— Problem to solve —
Examine the data below and state how many lines contain "PartialEq", offering no other words.

— Provided entries —
- - -

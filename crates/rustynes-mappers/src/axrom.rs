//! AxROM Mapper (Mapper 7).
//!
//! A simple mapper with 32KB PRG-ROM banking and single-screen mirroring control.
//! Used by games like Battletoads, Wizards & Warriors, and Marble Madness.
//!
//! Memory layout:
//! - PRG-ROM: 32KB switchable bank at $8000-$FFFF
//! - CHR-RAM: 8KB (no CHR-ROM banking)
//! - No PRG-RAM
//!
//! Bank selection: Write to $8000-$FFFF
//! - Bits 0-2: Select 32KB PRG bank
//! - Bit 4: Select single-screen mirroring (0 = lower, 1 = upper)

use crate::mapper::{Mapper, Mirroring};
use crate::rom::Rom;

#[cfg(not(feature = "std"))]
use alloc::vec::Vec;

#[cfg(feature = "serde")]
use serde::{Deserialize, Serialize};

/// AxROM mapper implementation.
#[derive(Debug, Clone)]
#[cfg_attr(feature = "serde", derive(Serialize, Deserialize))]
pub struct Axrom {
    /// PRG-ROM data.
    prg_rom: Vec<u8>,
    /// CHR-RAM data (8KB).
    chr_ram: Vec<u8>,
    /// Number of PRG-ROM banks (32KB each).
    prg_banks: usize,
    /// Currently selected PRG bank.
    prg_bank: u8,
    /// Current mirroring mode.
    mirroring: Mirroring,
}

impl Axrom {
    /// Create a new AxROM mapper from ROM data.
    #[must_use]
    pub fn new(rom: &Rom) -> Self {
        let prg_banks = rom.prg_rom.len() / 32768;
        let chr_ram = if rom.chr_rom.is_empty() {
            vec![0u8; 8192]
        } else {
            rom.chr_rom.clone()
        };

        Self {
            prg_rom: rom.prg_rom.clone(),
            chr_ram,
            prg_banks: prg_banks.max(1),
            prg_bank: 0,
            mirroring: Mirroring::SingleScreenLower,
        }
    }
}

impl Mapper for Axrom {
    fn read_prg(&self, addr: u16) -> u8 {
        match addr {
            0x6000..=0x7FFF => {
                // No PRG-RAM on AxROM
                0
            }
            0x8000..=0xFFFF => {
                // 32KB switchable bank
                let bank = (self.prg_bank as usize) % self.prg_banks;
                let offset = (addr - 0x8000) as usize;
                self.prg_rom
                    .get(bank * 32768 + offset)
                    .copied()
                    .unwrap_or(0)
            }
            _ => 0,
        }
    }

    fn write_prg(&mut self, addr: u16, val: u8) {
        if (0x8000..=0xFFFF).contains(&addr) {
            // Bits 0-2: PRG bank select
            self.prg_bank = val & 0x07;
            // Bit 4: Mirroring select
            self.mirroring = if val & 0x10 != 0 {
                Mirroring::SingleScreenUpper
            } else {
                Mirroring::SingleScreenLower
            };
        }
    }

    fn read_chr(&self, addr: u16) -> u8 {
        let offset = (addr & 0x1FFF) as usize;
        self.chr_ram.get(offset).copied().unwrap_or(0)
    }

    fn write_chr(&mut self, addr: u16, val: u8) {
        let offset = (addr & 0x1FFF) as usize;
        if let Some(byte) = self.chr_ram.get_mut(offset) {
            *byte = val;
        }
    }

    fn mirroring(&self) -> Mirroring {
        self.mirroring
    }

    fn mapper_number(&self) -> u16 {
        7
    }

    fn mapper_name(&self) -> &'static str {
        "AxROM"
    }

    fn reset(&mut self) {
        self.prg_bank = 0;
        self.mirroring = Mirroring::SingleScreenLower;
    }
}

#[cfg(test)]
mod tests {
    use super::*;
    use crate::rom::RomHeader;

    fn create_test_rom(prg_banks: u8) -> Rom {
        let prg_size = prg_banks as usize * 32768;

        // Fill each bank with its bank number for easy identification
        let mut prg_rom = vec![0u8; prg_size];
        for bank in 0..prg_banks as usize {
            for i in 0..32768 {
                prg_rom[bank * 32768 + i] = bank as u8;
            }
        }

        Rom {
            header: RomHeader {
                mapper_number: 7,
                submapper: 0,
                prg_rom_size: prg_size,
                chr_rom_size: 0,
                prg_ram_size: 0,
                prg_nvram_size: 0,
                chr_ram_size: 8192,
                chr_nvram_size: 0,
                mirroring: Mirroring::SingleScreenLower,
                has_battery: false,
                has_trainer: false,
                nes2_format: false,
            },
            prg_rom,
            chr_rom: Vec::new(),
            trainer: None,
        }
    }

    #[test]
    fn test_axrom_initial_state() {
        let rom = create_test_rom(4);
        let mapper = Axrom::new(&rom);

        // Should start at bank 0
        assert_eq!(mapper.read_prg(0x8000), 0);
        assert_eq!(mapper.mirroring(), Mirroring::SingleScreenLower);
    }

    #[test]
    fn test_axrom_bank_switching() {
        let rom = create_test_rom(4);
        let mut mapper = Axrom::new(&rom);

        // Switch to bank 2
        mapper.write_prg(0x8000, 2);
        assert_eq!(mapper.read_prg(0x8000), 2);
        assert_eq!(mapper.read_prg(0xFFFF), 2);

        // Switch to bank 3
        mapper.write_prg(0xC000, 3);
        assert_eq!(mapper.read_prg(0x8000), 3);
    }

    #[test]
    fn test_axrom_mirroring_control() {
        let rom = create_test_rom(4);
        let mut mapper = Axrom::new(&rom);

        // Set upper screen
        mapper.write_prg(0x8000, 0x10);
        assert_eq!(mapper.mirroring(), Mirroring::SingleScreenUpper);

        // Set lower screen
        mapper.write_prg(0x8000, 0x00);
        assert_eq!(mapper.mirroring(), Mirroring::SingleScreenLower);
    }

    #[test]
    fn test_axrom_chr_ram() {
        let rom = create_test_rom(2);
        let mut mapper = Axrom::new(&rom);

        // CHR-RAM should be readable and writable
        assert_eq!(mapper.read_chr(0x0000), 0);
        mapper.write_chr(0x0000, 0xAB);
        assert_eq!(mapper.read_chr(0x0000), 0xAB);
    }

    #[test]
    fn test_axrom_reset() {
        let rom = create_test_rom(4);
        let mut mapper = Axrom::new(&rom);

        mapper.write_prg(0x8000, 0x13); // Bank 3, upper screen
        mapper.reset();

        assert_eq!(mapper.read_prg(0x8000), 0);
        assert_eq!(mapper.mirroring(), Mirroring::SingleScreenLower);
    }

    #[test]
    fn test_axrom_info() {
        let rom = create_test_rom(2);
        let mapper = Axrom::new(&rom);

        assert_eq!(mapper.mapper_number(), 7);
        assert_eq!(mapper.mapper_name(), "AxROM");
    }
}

- - -

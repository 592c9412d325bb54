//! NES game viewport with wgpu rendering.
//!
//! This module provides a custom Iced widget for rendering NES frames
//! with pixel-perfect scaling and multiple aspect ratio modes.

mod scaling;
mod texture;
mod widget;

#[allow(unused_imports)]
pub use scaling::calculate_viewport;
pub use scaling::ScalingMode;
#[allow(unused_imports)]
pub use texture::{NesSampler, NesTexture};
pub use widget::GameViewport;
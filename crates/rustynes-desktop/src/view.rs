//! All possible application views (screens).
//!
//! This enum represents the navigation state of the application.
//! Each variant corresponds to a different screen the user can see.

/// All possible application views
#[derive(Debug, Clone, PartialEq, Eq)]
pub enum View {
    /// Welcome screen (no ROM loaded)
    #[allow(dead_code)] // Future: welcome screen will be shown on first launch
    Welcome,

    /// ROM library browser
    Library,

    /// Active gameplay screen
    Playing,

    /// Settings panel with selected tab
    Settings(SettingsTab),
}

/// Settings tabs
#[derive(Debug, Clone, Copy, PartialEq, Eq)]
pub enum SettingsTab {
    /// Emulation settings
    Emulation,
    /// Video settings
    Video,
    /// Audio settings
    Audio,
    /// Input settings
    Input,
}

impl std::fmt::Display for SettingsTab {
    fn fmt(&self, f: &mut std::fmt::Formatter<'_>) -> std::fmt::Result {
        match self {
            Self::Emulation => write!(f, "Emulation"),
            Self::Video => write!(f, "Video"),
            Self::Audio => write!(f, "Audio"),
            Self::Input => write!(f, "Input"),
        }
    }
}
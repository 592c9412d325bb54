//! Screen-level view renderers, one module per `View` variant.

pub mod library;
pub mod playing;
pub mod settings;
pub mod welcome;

- - -

— Response to this task —
2